Saturday, January 7, 2012

We CAN trust him


It's human nature to want everything to be "just perfect" – in spite of the fact that we all experience life as a combination of joy and pain. There are no exceptions. And the Bible goes out of its way to emphasise this mingling of joy and pain when talking about the first Christmas.

Mary has to tell Joseph that the child within her is not his. Think of trying to convince one’s betrothed that the pregnancy is due to nothing less than the power of God! (God himself had to help convince Joseph!)

The arduous journey to Bethlehem resulted in the birth of Jesus among animals in a cave.
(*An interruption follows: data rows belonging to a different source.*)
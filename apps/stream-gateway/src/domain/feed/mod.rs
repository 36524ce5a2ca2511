//! Feed Event Types
//!
//! Immutable values produced by the upstream market data / execution
//! service. Market data events are identified by instrument code, trade
//! executions by order id (they also carry a code for per-code views).

mod natural;

use std::fmt;

use chrono::{DateTime, Utc};
use rust_decimal::Decimal;
use serde::{Deserialize, Serialize};
use uuid::Uuid;

pub use natural::{natural_cmp, natural_sort};

/// Instrument code (e.g. `"TXF"`, `"2330"`).
pub type Code = String;

// =============================================================================
// Identifiers
// =============================================================================

/// Opaque client identifier, unique per connection attempt.
#[derive(Debug, Clone, Copy, PartialEq, Eq, Hash, PartialOrd, Ord, Serialize, Deserialize)]
pub struct ClientId(Uuid);

impl ClientId {
    /// Generate a fresh random identifier.
    #[must_use]
    pub fn new() -> Self {
        Self(Uuid::new_v4())
    }

    /// Get the underlying UUID.
    #[must_use]
    pub const fn as_uuid(&self) -> &Uuid {
        &self.0
    }
}

impl Default for ClientId {
    fn default() -> Self {
        Self::new()
    }
}

impl fmt::Display for ClientId {
    fn fmt(&self, f: &mut fmt::Formatter<'_>) -> fmt::Result {
        self.0.fmt(f)
    }
}

// =============================================================================
// Feed Kind
// =============================================================================

/// Category of real-time event.
#[derive(Debug, Clone, Copy, PartialEq, Eq, Hash, PartialOrd, Ord, Serialize, Deserialize)]
#[serde(rename_all = "lowercase")]
pub enum FeedKind {
    /// Last-trade price updates.
    Tick,
    /// Order book top levels.
    BidAsk,
    /// Order execution reports.
    Trade,
    /// Stock quote updates.
    Quote,
}

impl FeedKind {
    /// All feed kinds.
    pub const ALL: [Self; 4] = [Self::Tick, Self::BidAsk, Self::Trade, Self::Quote];

    /// Stable name used in topics and metric labels.
    #[must_use]
    pub const fn as_str(self) -> &'static str {
        match self {
            Self::Tick => "tick",
            Self::BidAsk => "bidask",
            Self::Trade => "trade",
            Self::Quote => "quote",
        }
    }
}

impl fmt::Display for FeedKind {
    fn fmt(&self, f: &mut fmt::Formatter<'_>) -> fmt::Result {
        f.write_str(self.as_str())
    }
}

// =============================================================================
// Market Data
// =============================================================================

/// Last-trade price update for one instrument.
#[derive(Debug, Clone, PartialEq, Eq, Serialize, Deserialize)]
pub struct Tick {
    /// Instrument code.
    pub code: Code,
    /// Last traded price.
    pub price: Decimal,
    /// Change against the previous close.
    pub price_change: Decimal,
    /// Traded volume for this tick.
    pub volume: i64,
    /// Exchange timestamp.
    pub timestamp: DateTime<Utc>,
}

/// Last quote of one listed stock.
#[derive(Debug, Clone, PartialEq, Eq, Serialize, Deserialize)]
pub struct Quote {
    /// Stock code.
    pub code: Code,
    /// Last traded price.
    pub price: Decimal,
    /// Change against the previous close.
    pub price_change: Decimal,
    /// Traded volume for this quote.
    pub volume: i64,
    /// Exchange timestamp.
    pub timestamp: DateTime<Utc>,
}

/// One price level of the order book.
#[derive(Debug, Clone, Copy, PartialEq, Eq, Serialize, Deserialize)]
pub struct PriceLevel {
    /// Level price.
    pub price: Decimal,
    /// Resting volume at this price.
    pub volume: i64,
}

/// Top-of-book update for one instrument.
#[derive(Debug, Clone, PartialEq, Eq, Serialize, Deserialize)]
pub struct BidAsk {
    /// Instrument code.
    pub code: Code,
    /// Bid levels, best first.
    pub bids: Vec<PriceLevel>,
    /// Ask levels, best first.
    pub asks: Vec<PriceLevel>,
    /// Exchange timestamp.
    pub timestamp: DateTime<Utc>,
}

// =============================================================================
// Trade Execution
// =============================================================================

/// Instrument type of an order.
#[derive(Debug, Clone, Copy, PartialEq, Eq, Default, Serialize, Deserialize)]
#[serde(rename_all = "snake_case")]
pub enum OrderType {
    /// Unknown or unspecified.
    #[default]
    Unspecified,
    /// Stock traded in shares.
    StockShare,
    /// Stock traded in board lots.
    StockLot,
    /// Futures contract.
    Future,
    /// Options contract.
    Option,
}

/// Order side.
#[derive(Debug, Clone, Copy, PartialEq, Eq, Default, Serialize, Deserialize)]
#[serde(rename_all = "lowercase")]
pub enum OrderAction {
    /// Unknown or unspecified.
    #[default]
    Unspecified,
    /// Buy order.
    Buy,
    /// Sell order.
    Sell,
}

/// Order lifecycle status.
#[derive(Debug, Clone, Copy, PartialEq, Eq, Default, Serialize, Deserialize)]
#[serde(rename_all = "snake_case")]
pub enum OrderStatus {
    /// Unknown or unspecified.
    #[default]
    Unspecified,
    /// Accepted, waiting for a match.
    Pending,
    /// Some quantity filled.
    PartFilled,
    /// Fully filled.
    Filled,
    /// Cancelled before full fill.
    Cancelled,
    /// Rejected upstream.
    Failed,
}

impl OrderStatus {
    /// Whether the order can still fill.
    #[must_use]
    pub const fn is_open(self) -> bool {
        matches!(self, Self::Pending | Self::PartFilled)
    }
}

/// Execution report for one order.
#[derive(Debug, Clone, PartialEq, Eq, Serialize, Deserialize)]
pub struct TradeExecution {
    /// Upstream order identifier.
    pub order_id: String,
    /// Instrument code.
    pub code: Code,
    /// Instrument type.
    pub order_type: OrderType,
    /// Order side.
    pub action: OrderAction,
    /// Order price.
    pub price: Decimal,
    /// Ordered quantity.
    pub quantity: i64,
    /// Filled quantity so far.
    pub filled_quantity: i64,
    /// Current status.
    pub status: OrderStatus,
    /// Time the order was placed.
    pub order_time: DateTime<Utc>,
}

// =============================================================================
// Snapshot
// =============================================================================

/// Instrument universe a snapshot request targets.
#[derive(Debug, Clone, Copy, PartialEq, Eq, Hash, Default, Serialize, Deserialize)]
#[serde(rename_all = "lowercase")]
pub enum SnapshotKind {
    /// Futures contracts.
    #[default]
    Future,
    /// Listed stocks.
    Stock,
}

impl SnapshotKind {
    /// Kind name.
    #[must_use]
    pub const fn as_str(self) -> &'static str {
        match self {
            Self::Future => "future",
            Self::Stock => "stock",
        }
    }
}

/// Last known summary value for a code.
#[derive(Debug, Clone, Copy, PartialEq, Eq, Serialize, Deserialize)]
pub struct Snapshot {
    /// Last close price.
    pub close: Decimal,
    /// Change against the previous close.
    pub change_price: Decimal,
}

// =============================================================================
// Feed Event
// =============================================================================

/// Any event carried on the topic bus feed family.
#[derive(Debug, Clone, PartialEq, Eq)]
pub enum FeedEvent {
    /// Tick update.
    Tick(Tick),
    /// Bid/ask update.
    BidAsk(BidAsk),
    /// Trade execution.
    Trade(TradeExecution),
    /// Stock quote.
    Quote(Quote),
}

impl FeedEvent {
    /// Feed kind of this event.
    #[must_use]
    pub const fn kind(&self) -> FeedKind {
        match self {
            Self::Tick(_) => FeedKind::Tick,
            Self::BidAsk(_) => FeedKind::BidAsk,
            Self::Trade(_) => FeedKind::Trade,
            Self::Quote(_) => FeedKind::Quote,
        }
    }

    /// Instrument code of this event.
    #[must_use]
    pub fn code(&self) -> &str {
        match self {
            Self::Tick(t) => &t.code,
            Self::BidAsk(b) => &b.code,
            Self::Trade(t) => &t.code,
            Self::Quote(q) => &q.code,
        }
    }
}

/// A concrete event type flowing through one ingestor and broadcaster.
pub trait FeedPayload: Clone + Send + Sync + fmt::Debug + 'static {
    /// Feed kind this payload belongs to.
    const KIND: FeedKind;

    /// Instrument code the event is routed by.
    fn code(&self) -> &str;

    /// Wrap into the bus feed family.
    fn into_feed_event(self) -> FeedEvent;
}

impl FeedPayload for Tick {
    const KIND: FeedKind = FeedKind::Tick;

    fn code(&self) -> &str {
        &self.code
    }

    fn into_feed_event(self) -> FeedEvent {
        FeedEvent::Tick(self)
    }
}

impl FeedPayload for BidAsk {
    const KIND: FeedKind = FeedKind::BidAsk;

    fn code(&self) -> &str {
        &self.code
    }

    fn into_feed_event(self) -> FeedEvent {
        FeedEvent::BidAsk(self)
    }
}

impl FeedPayload for TradeExecution {
    const KIND: FeedKind = FeedKind::Trade;

    fn code(&self) -> &str {
        &self.code
    }

    fn into_feed_event(self) -> FeedEvent {
        FeedEvent::Trade(self)
    }
}

impl FeedPayload for Quote {
    const KIND: FeedKind = FeedKind::Quote;

    fn code(&self) -> &str {
        &self.code
    }

    fn into_feed_event(self) -> FeedEvent {
        FeedEvent::Quote(self)
    }
}

/// A payload a freshly attached client is seeded with.
///
/// Each seeded feed names the snapshot universe its seed values come
/// from; the seed carries the snapshot close and change with zero volume.
pub trait Seeded: FeedPayload {
    /// Universe queried for this feed's snapshots.
    const SNAPSHOT: SnapshotKind;

    /// Synthesize the seed event for `code`.
    fn from_snapshot(code: Code, snapshot: Snapshot) -> Self;
}

impl Seeded for Tick {
    const SNAPSHOT: SnapshotKind = SnapshotKind::Future;

    fn from_snapshot(code: Code, snapshot: Snapshot) -> Self {
        Self {
            code,
            price: snapshot.close,
            price_change: snapshot.change_price,
            volume: 0,
            timestamp: Utc::now(),
        }
    }
}

impl Seeded for Quote {
    const SNAPSHOT: SnapshotKind = SnapshotKind::Stock;

    fn from_snapshot(code: Code, snapshot: Snapshot) -> Self {
        Self {
            code,
            price: snapshot.close,
            price_change: snapshot.change_price,
            volume: 0,
            timestamp: Utc::now(),
        }
    }
}

// =============================================================================
// Tests
// =============================================================================

#[cfg(test)]
mod tests {
    use super::*;

    #[test]
    fn feed_kind_names() {
        assert_eq!(FeedKind::Tick.as_str(), "tick");
        assert_eq!(FeedKind::BidAsk.as_str(), "bidask");
        assert_eq!(FeedKind::Trade.to_string(), "trade");
        assert_eq!(FeedKind::Quote.as_str(), "quote");
    }

    #[test]
    fn only_pending_and_part_filled_orders_are_open() {
        let open: Vec<_> = [
            OrderStatus::Unspecified,
            OrderStatus::Pending,
            OrderStatus::PartFilled,
            OrderStatus::Filled,
            OrderStatus::Cancelled,
            OrderStatus::Failed,
        ]
        .into_iter()
        .filter(|s| s.is_open())
        .collect();
        assert_eq!(open, [OrderStatus::Pending, OrderStatus::PartFilled]);
    }

    #[test]
    fn client_ids_are_unique() {
        let a = ClientId::new();
        let b = ClientId::new();
        assert_ne!(a, b);
    }

    #[test]
    fn client_id_serializes_as_uuid_string() {
        let id = ClientId::new();
        let json = serde_json::to_string(&id).unwrap();
        assert_eq!(json, format!("\"{}\"", id.as_uuid()));
        let back: ClientId = serde_json::from_str(&json).unwrap();
        assert_eq!(back, id);
    }

    #[test]
    fn seeded_feeds_use_their_own_snapshot_universe() {
        assert_eq!(<Tick as Seeded>::SNAPSHOT, SnapshotKind::Future);
        assert_eq!(<Quote as Seeded>::SNAPSHOT, SnapshotKind::Stock);
    }

    #[test]
    fn seeded_quote_copies_snapshot_values() {
        let snapshot = Snapshot {
            close: Decimal::new(5_805, 1),
            change_price: Decimal::new(3, 0),
        };
        let quote = Quote::from_snapshot("2330".to_string(), snapshot);
        assert_eq!(quote.code, "2330");
        assert_eq!(quote.price, Decimal::new(5_805, 1));
        assert_eq!(quote.price_change, Decimal::new(3, 0));
        assert_eq!(quote.volume, 0);
        assert_eq!(quote.into_feed_event().kind(), FeedKind::Quote);
    }

    #[test]
    fn seeded_tick_copies_snapshot_values() {
        let snapshot = Snapshot {
            close: Decimal::new(172_505, 1),
            change_price: Decimal::new(-12, 0),
        };
        let tick = Tick::from_snapshot("TXF".to_string(), snapshot);
        assert_eq!(tick.code, "TXF");
        assert_eq!(tick.price, Decimal::new(172_505, 1));
        assert_eq!(tick.price_change, Decimal::new(-12, 0));
        assert_eq!(tick.volume, 0);
    }

    #[test]
    fn feed_event_routing_fields() {
        let event = Tick::from_snapshot(
            "MXF".to_string(),
            Snapshot {
                close: Decimal::ONE,
                change_price: Decimal::ZERO,
            },
        )
        .into_feed_event();
        assert_eq!(event.kind(), FeedKind::Tick);
        assert_eq!(event.code(), "MXF");
    }
}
The Holy Family trudged to Egypt as refugees, and stayed there for two years, until it was safe to go home.

The blood of all those slaughtered little boys two years old and younger ran in the streets of Bethlehem while their inconsolable parents wailed in grief.

For thirty years at Nazareth God in earthy human flesh loved, ate, spoke, slept and sweated, his hands bearing the calluses of weariness and work.

The joy of his coming is mingled with pain, for his journey to the cross overshadowed his birth and life. As it was the real world into which he came, the real world he set out to save, it could not be otherwise.

God the Father didn’t smooth out the pathway ahead of Jesus or those who were closest to him. Jesus suffered greatly; and the others shared in his suffering, his poverty, his labour and his pain. This was crucial to God’s way of saving the world. These things are, as we might say “the birth-pangs of the new age.”

Thank God that Christmastide is a time of joy, sharing, singing and praise; a time for exchanging gifts and greetings; a time even for rekindling faith, as treasured childhood memories and religious sentiments are revived by the trappings of the holy season. Let’s celebrate as sumptuously as we can. God would want that.

As long as we don’t forget that Christmas is also for those who find their faith journey a bit of a trudge: those in poverty; those who suffer pain at this time of the year because they have outlived their friends; or their families and other relationships have crumbled; or they are separated by great distance from loved ones; or they struggle with psychological illnesses; or they just - in all honesty - find it so hard to believe.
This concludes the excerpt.